## Goal of the exercise
Each line from the one that contains "for a notification" to the end of the entries must be copied word for word, and only those lines.

## Material shown

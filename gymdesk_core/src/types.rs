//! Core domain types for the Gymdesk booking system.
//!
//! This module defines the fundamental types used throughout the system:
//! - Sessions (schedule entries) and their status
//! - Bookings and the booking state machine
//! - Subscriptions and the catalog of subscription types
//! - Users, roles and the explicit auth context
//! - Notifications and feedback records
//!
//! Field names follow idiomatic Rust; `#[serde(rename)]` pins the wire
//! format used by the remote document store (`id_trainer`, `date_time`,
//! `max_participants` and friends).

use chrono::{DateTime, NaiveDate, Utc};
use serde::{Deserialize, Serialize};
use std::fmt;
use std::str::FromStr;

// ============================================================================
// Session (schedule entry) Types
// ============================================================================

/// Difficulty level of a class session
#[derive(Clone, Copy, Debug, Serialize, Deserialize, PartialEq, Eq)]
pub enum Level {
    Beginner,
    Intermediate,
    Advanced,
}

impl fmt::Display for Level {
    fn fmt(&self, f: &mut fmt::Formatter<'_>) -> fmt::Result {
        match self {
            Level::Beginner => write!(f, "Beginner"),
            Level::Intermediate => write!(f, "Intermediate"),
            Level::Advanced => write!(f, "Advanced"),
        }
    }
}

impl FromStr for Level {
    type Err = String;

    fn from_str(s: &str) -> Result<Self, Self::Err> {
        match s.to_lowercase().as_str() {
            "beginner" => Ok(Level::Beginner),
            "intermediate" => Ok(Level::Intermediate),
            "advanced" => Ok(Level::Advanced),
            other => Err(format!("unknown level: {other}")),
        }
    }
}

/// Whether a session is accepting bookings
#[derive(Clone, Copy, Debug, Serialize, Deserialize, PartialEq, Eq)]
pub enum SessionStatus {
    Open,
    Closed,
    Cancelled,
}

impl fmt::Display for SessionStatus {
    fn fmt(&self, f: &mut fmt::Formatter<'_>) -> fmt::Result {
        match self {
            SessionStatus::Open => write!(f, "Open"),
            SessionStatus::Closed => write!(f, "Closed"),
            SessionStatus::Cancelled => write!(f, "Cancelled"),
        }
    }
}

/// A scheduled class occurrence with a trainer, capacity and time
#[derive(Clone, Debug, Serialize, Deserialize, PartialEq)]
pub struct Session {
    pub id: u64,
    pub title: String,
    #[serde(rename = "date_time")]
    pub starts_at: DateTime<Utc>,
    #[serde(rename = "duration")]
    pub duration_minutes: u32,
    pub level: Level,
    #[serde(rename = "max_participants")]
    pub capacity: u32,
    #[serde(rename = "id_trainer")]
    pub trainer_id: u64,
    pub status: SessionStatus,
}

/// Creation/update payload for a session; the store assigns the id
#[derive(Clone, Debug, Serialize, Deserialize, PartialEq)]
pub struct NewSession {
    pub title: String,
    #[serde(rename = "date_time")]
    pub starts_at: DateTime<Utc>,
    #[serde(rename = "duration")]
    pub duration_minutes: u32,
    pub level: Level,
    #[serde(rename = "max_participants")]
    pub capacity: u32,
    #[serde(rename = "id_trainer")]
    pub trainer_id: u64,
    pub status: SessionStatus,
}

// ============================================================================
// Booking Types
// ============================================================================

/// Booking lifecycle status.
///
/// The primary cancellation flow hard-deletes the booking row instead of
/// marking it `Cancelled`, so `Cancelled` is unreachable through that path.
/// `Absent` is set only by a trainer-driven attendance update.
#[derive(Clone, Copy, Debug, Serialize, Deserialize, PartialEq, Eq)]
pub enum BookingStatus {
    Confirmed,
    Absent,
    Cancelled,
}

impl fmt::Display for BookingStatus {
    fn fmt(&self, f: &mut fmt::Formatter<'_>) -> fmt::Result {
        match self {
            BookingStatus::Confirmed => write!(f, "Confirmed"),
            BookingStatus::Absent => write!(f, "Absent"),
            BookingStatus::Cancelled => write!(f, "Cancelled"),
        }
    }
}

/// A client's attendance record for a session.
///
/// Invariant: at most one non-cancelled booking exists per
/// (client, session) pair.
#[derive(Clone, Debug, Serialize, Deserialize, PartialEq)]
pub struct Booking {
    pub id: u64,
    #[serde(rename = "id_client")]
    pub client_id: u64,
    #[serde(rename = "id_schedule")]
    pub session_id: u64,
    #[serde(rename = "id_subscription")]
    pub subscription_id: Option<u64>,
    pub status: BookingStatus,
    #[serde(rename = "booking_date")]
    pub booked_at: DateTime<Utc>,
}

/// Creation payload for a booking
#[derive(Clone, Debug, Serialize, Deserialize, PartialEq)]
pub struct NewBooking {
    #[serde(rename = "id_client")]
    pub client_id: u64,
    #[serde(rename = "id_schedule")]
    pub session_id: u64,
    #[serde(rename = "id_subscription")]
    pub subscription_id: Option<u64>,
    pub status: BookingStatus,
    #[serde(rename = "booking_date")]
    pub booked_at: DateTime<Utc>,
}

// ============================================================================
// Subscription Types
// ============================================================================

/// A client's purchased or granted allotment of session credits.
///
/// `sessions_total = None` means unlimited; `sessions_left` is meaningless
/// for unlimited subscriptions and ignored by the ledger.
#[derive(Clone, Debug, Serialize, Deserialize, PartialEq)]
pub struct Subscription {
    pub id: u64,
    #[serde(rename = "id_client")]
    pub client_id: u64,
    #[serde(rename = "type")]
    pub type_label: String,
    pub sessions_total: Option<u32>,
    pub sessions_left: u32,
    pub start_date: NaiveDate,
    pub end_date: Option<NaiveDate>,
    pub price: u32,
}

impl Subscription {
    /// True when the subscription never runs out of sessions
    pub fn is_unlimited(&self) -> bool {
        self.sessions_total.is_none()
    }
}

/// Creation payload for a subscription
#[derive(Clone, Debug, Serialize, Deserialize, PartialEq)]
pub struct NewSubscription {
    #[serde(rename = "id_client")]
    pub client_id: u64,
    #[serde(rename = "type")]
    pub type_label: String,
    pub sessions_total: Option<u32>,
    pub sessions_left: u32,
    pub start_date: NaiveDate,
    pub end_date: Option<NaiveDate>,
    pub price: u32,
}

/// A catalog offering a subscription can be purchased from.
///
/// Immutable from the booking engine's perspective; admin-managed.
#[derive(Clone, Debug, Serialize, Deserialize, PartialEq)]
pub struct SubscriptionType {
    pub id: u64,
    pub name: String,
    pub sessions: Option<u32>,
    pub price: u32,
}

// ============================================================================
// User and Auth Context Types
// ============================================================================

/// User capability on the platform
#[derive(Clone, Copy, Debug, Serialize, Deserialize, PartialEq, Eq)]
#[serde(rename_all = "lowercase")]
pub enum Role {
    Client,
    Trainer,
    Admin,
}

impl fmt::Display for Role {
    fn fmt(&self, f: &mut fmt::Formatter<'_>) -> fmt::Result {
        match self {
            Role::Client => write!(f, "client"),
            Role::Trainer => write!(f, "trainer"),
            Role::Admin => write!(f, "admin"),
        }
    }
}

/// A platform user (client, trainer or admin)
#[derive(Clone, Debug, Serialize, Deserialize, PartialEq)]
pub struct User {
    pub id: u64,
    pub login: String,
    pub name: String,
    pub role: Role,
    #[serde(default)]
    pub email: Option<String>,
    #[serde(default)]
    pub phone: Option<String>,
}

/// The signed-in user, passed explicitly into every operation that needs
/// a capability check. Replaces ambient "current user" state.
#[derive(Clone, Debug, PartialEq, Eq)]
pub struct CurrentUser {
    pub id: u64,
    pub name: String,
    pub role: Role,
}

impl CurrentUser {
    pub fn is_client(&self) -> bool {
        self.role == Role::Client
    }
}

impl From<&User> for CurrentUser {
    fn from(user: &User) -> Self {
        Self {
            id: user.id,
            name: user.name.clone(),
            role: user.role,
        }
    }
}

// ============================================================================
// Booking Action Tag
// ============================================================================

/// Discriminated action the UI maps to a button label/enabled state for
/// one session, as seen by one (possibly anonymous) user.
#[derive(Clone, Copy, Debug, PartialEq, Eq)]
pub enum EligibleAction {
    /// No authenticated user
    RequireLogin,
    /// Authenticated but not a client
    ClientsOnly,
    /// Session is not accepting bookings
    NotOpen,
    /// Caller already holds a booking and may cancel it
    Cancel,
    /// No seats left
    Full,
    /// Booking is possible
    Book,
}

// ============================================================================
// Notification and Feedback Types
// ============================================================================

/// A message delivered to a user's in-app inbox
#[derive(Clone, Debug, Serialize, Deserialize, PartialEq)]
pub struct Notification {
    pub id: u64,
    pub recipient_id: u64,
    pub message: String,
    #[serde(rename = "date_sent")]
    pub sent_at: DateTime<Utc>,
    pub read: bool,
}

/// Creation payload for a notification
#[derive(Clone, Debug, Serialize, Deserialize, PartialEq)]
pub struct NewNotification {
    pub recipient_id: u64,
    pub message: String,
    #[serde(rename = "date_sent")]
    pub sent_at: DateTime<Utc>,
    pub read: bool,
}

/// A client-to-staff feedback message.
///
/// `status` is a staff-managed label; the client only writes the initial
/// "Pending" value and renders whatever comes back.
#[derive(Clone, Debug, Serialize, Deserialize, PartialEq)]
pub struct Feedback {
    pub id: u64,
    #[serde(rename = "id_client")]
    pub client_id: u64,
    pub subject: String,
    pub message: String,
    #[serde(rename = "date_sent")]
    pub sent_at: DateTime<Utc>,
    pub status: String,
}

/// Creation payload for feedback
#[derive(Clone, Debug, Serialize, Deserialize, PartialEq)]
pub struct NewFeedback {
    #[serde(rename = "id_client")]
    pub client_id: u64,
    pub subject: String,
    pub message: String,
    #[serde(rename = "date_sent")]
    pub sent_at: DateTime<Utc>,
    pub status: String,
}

## Answer section
/// Creation payload for a notification
#[derive(Clone, Debug, Serialize, Deserialize, PartialEq)]
pub struct NewNotification {
    pub recipient_id: u64,
    pub message: String,
    #[serde(rename = "date_sent")]
    pub sent_at: DateTime<Utc>,
    pub read: bool,
}

/// A client-to-staff feedback message.
///
/// `status` is a staff-managed label; the client only writes the initial
/// "Pending" value and renders whatever comes back.
#[derive(Clone, Debug, Serialize, Deserialize, PartialEq)]
pub struct Feedback {
    pub id: u64,
    #[serde(rename = "id_client")]
    pub client_id: u64,
    pub subject: String,
    pub message: String,
    #[serde(rename = "date_sent")]
    pub sent_at: DateTime<Utc>,
    pub status: String,
}

/// Creation payload for feedback
#[derive(Clone, Debug, Serialize, Deserialize, PartialEq)]
pub struct NewFeedback {
    #[serde(rename = "id_client")]
    pub client_id: u64,
    pub subject: String,
    pub message: String,
    #[serde(rename = "date_sent")]
    pub sent_at: DateTime<Utc>,
    pub status: String,
}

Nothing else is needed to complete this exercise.